> [What is expected] If a line in the records below contains "extend", copy that line.

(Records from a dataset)
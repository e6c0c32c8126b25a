use std::time::Instant;

use arrayvec::ArrayVec;

use crate::{
    grid::flat_get,
    polygonize::{ CubeWindow, config_index, polygonize },
    tables::MAX_CUBE_TRIANGLES,
    utils::{ MarchStats, timed },
    ConfigError, MarchParams, Mesh, Result, Triangle, UnindexedMesh, ValueGrid,
};

use super::{ Marcher, check_grid, cube_count, cube_origin };

/// Triangles of a single cube.
pub type CubeTriangles = ArrayVec<Triangle, MAX_CUBE_TRIANGLES>;

/// Evaluates the cube with linear id `id` over a flattened grid and pushes
/// its triangles, as explicit vertex triples, into `out`.
///
/// Touches nothing but its arguments, so any number of cubes can run at
/// once.
#[inline]
pub fn cube_kernel(values: &[f32], params: &MarchParams, id: usize, out: &mut CubeTriangles) {
    let origin = cube_origin(params, id);
    let window = CubeWindow::sample_with(origin, params.step, |pos| flat_get(values, params.bound_size, pos));
    let config = config_index(&window.values, params.threshold);
    polygonize(config, &window, params.threshold, params.interpolation, out);
}

/// Execution context that runs [`cube_kernel`] for every cube of a pass.
///
/// Triangles come back in no particular order.
pub trait Accelerator: Send + Sync {
    fn name(&self) -> &'static str;

    /// Runs one pass over `values`, a flattened grid of
    /// `params.bound_size³` samples, and returns every emitted triangle.
    fn dispatch(&self, values: &[f32], params: &MarchParams) -> Vec<Triangle>;
}

/// Runs the kernel on the calling thread, in cube order.
#[derive(Clone, Copy, Debug, Default)]
pub struct SerialAccelerator;

impl Accelerator for SerialAccelerator {
    fn name(&self) -> &'static str {
        "serial"
    }

    fn dispatch(&self, values: &[f32], params: &MarchParams) -> Vec<Triangle> {
        let mut faces = Vec::new();
        let mut local = CubeTriangles::new();
        for id in 0..cube_count(params) {
            cube_kernel(values, params, id, &mut local);
            faces.extend(local.drain(..));
        }
        faces
    }
}

#[cfg(feature = "multi-thread")]
pub use multi_thread::*;

#[cfg(feature = "multi-thread")]
mod multi_thread {
    use std::sync::atomic::{ AtomicUsize, Ordering };

    use lockfree::queue::Queue;
    use rayon::prelude::*;

    use super::*;

    /// Shared append-only triangle buffer with a counter of appended
    /// records.
    struct AppendBuffer {
        queue: Queue<Triangle>,
        count: AtomicUsize,
    }

    impl AppendBuffer {
        fn new() -> Self {
            Self {
                queue: Queue::new(),
                count: AtomicUsize::new(0),
            }
        }

        fn append<I: IntoIterator<Item = Triangle>>(&self, triangles: I) {
            for triangle in triangles {
                self.queue.push(triangle);
                self.count.fetch_add(1, Ordering::Relaxed);
            }
        }

        /// Reads back exactly as many records as were counted.
        fn read_back(self) -> Vec<Triangle> {
            let count = self.count.into_inner();
            let mut faces = Vec::with_capacity(count);
            faces.extend(std::iter::from_fn(|| self.queue.pop()).take(count));
            faces
        }
    }

    /// Runs one kernel task per cube on a dedicated rayon pool.
    pub struct RayonAccelerator {
        pool: rayon::ThreadPool,
    }

    impl RayonAccelerator {
        /// Pool with one thread per core.
        pub fn new() -> std::result::Result<Self, ConfigError> {
            Self::with_threads(0)
        }

        /// Pool with `threads` workers, or one per core if 0.
        pub fn with_threads(threads: usize) -> std::result::Result<Self, ConfigError> {
            let pool = rayon::ThreadPoolBuilder::new()
                .num_threads(threads)
                .thread_name(|index| format!("march-worker-{index}"))
                .build()
                .map_err(|err| ConfigError::AcceleratorUnavailable(err.to_string()))?;
            log::debug!("rayon accelerator with {} threads", pool.current_num_threads());
            Ok(Self { pool })
        }

        pub fn threads(&self) -> usize {
            self.pool.current_num_threads()
        }
    }

    impl std::fmt::Debug for RayonAccelerator {
        fn fmt(&self, f: &mut std::fmt::Formatter<'_>) -> std::fmt::Result {
            f.debug_struct("RayonAccelerator")
                .field("threads", &self.threads())
                .finish()
        }
    }

    impl Accelerator for RayonAccelerator {
        fn name(&self) -> &'static str {
            "rayon"
        }

        fn dispatch(&self, values: &[f32], params: &MarchParams) -> Vec<Triangle> {
            let buffer = AppendBuffer::new();
            self.pool.install(|| {
                (0..cube_count(params))
                    .into_par_iter()
                    .for_each_init(CubeTriangles::new, |local, id| {
                        cube_kernel(values, params, id, local);
                        buffer.append(local.drain(..));
                    });
            });
            buffer.read_back()
        }
    }

    #[test]
    fn append_buffer_counts() {
        let buffer = AppendBuffer::new();
        let tri = [glam::Vec3::ZERO, glam::Vec3::X, glam::Vec3::Y];
        (0..100).into_par_iter().for_each(|_| buffer.append([tri, tri]));
        let faces = buffer.read_back();
        assert_eq!(faces.len(), 200);
        assert!(faces.iter().all(|&face| face == tri));
    }
}

/// The accelerator [`StrategyKind::Parallel`](super::StrategyKind) uses.
#[cfg(feature = "multi-thread")]
pub fn default_accelerator() -> std::result::Result<Box<dyn Accelerator>, ConfigError> {
    Ok(Box::new(RayonAccelerator::new()?))
}

/// The accelerator [`StrategyKind::Parallel`](super::StrategyKind) uses.
#[cfg(not(feature = "multi-thread"))]
pub fn default_accelerator() -> std::result::Result<Box<dyn Accelerator>, ConfigError> {
    Err(ConfigError::AcceleratorUnavailable("built without the `multi-thread` feature".into()))
}

/// Full-grid marching cubes dispatched through an [`Accelerator`].
///
/// The accelerator returns a flat triangle stream; vertices are merged
/// afterwards by scanning it in order. The triangle set matches
/// [`MarchingCubes`](super::MarchingCubes), the vertex order does not.
pub struct ParallelCubes {
    accelerator: Box<dyn Accelerator>,
    stats: MarchStats,
}

impl ParallelCubes {
    pub fn new(accelerator: Box<dyn Accelerator>) -> Self {
        Self {
            accelerator,
            stats: MarchStats::default(),
        }
    }

    pub fn accelerator(&self) -> &dyn Accelerator {
        self.accelerator.as_ref()
    }

    /// Timings of every pass this strategy has run.
    pub fn stats(&self) -> MarchStats {
        self.stats
    }

    /// One pass, without merging vertices.
    pub fn march_unindexed(&mut self, grid: &ValueGrid, params: &MarchParams) -> Result<UnindexedMesh> {
        check_grid(grid, params)?;
        let start = Instant::now();
        let faces = self.accelerator.dispatch(grid.as_slice(), params);
        self.stats.record(start.elapsed());
        if let Some(average) = self.stats.average() {
            log::debug!(
                "{} dispatch: {} triangles, average {:?} over {} passes",
                self.accelerator.name(),
                faces.len(),
                average,
                self.stats.passes(),
            );
        }
        Ok(UnindexedMesh { faces })
    }
}

impl std::fmt::Debug for ParallelCubes {
    fn fmt(&self, f: &mut std::fmt::Formatter<'_>) -> std::fmt::Result {
        f.debug_struct("ParallelCubes")
            .field("accelerator", &self.accelerator.name())
            .field("stats", &self.stats)
            .finish()
    }
}

impl Marcher for ParallelCubes {
    fn name(&self) -> &'static str {
        "parallel-cubes"
    }

    fn march(&mut self, grid: &ValueGrid, params: &MarchParams) -> Result<Mesh> {
        let soup = self.march_unindexed(grid, params)?;
        Ok(timed!(soup.index(), "triangle dedup"))
    }
}

#[cfg(test)]
fn sorted(faces: impl Iterator<Item = Triangle>) -> Vec<[[f32; 3]; 3]> {
    let mut faces: Vec<_> = faces.map(|tri| tri.map(|v| v.to_array())).collect();
    faces.sort_by(|a, b| a.partial_cmp(b).unwrap());
    faces
}

#[test]
fn serial_accelerator_matches_sequential() {
    let mut grid = ValueGrid::new(6).unwrap();
    grid.initialize(crate::FillPolicy::Random { seed: 3 }).unwrap();
    for interpolation in [crate::Interpolation::HalfPoint, crate::Interpolation::Linear] {
        let params = crate::MeshingConfig { bound_size: 6, interpolation, ..Default::default() }
            .validate()
            .unwrap();
        let expected = super::MarchingCubes::new().march_full(&grid, &params);

        let mut parallel = ParallelCubes::new(Box::new(SerialAccelerator));
        let mesh = parallel.march(&grid, &params).unwrap();
        assert_eq!(sorted(mesh.triangles()), sorted(expected.triangles()));
        assert_eq!(mesh.vertex_count(), expected.vertex_count());
    }
}

#[test]
fn stats_track_passes() {
    let grid = ValueGrid::new(3).unwrap();
    let params = crate::MeshingConfig { bound_size: 3, ..Default::default() }.validate().unwrap();
    let mut parallel = ParallelCubes::new(Box::new(SerialAccelerator));
    assert_eq!(parallel.stats().average(), None);
    parallel.march(&grid, &params).unwrap();
    parallel.march(&grid, &params).unwrap();
    assert_eq!(parallel.stats().passes(), 2);
}

#[test]
fn kernel_emits_at_most_five() {
    let values = [1.0, 0.0, 1.0, 0.0, 0.0, 1.0, 0.0, 1.0];
    let params = crate::MeshingConfig { bound_size: 2, ..Default::default() }.validate().unwrap();
    let mut out = CubeTriangles::new();
    cube_kernel(&values, &params, 0, &mut out);
    assert!(!out.is_empty());
    assert!(out.len() <= MAX_CUBE_TRIANGLES);
}

#[cfg(feature = "multi-thread")]
#[test]
fn rayon_accelerator_matches_sequential() {
    let mut grid = ValueGrid::new(10).unwrap();
    grid.initialize(crate::FillPolicy::Random { seed: 11 }).unwrap();
    let params = crate::MeshingConfig { bound_size: 10, interpolation: crate::Interpolation::Smoothstep, ..Default::default() }
        .validate()
        .unwrap();
    let expected = super::MarchingCubes::new().march_full(&grid, &params);

    let accelerator = RayonAccelerator::with_threads(4).unwrap();
    assert_eq!(accelerator.threads(), 4);
    let mut parallel = ParallelCubes::new(Box::new(accelerator));
    let mesh = parallel.march(&grid, &params).unwrap();
    assert_eq!(sorted(mesh.triangles()), sorted(expected.triangles()));
    assert_eq!(mesh.vertex_count(), expected.vertex_count());
}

> [Result for this exercise]
            faces.extend(local.drain(..));
            faces.extend(std::iter::from_fn(|| self.queue.pop()).take(count));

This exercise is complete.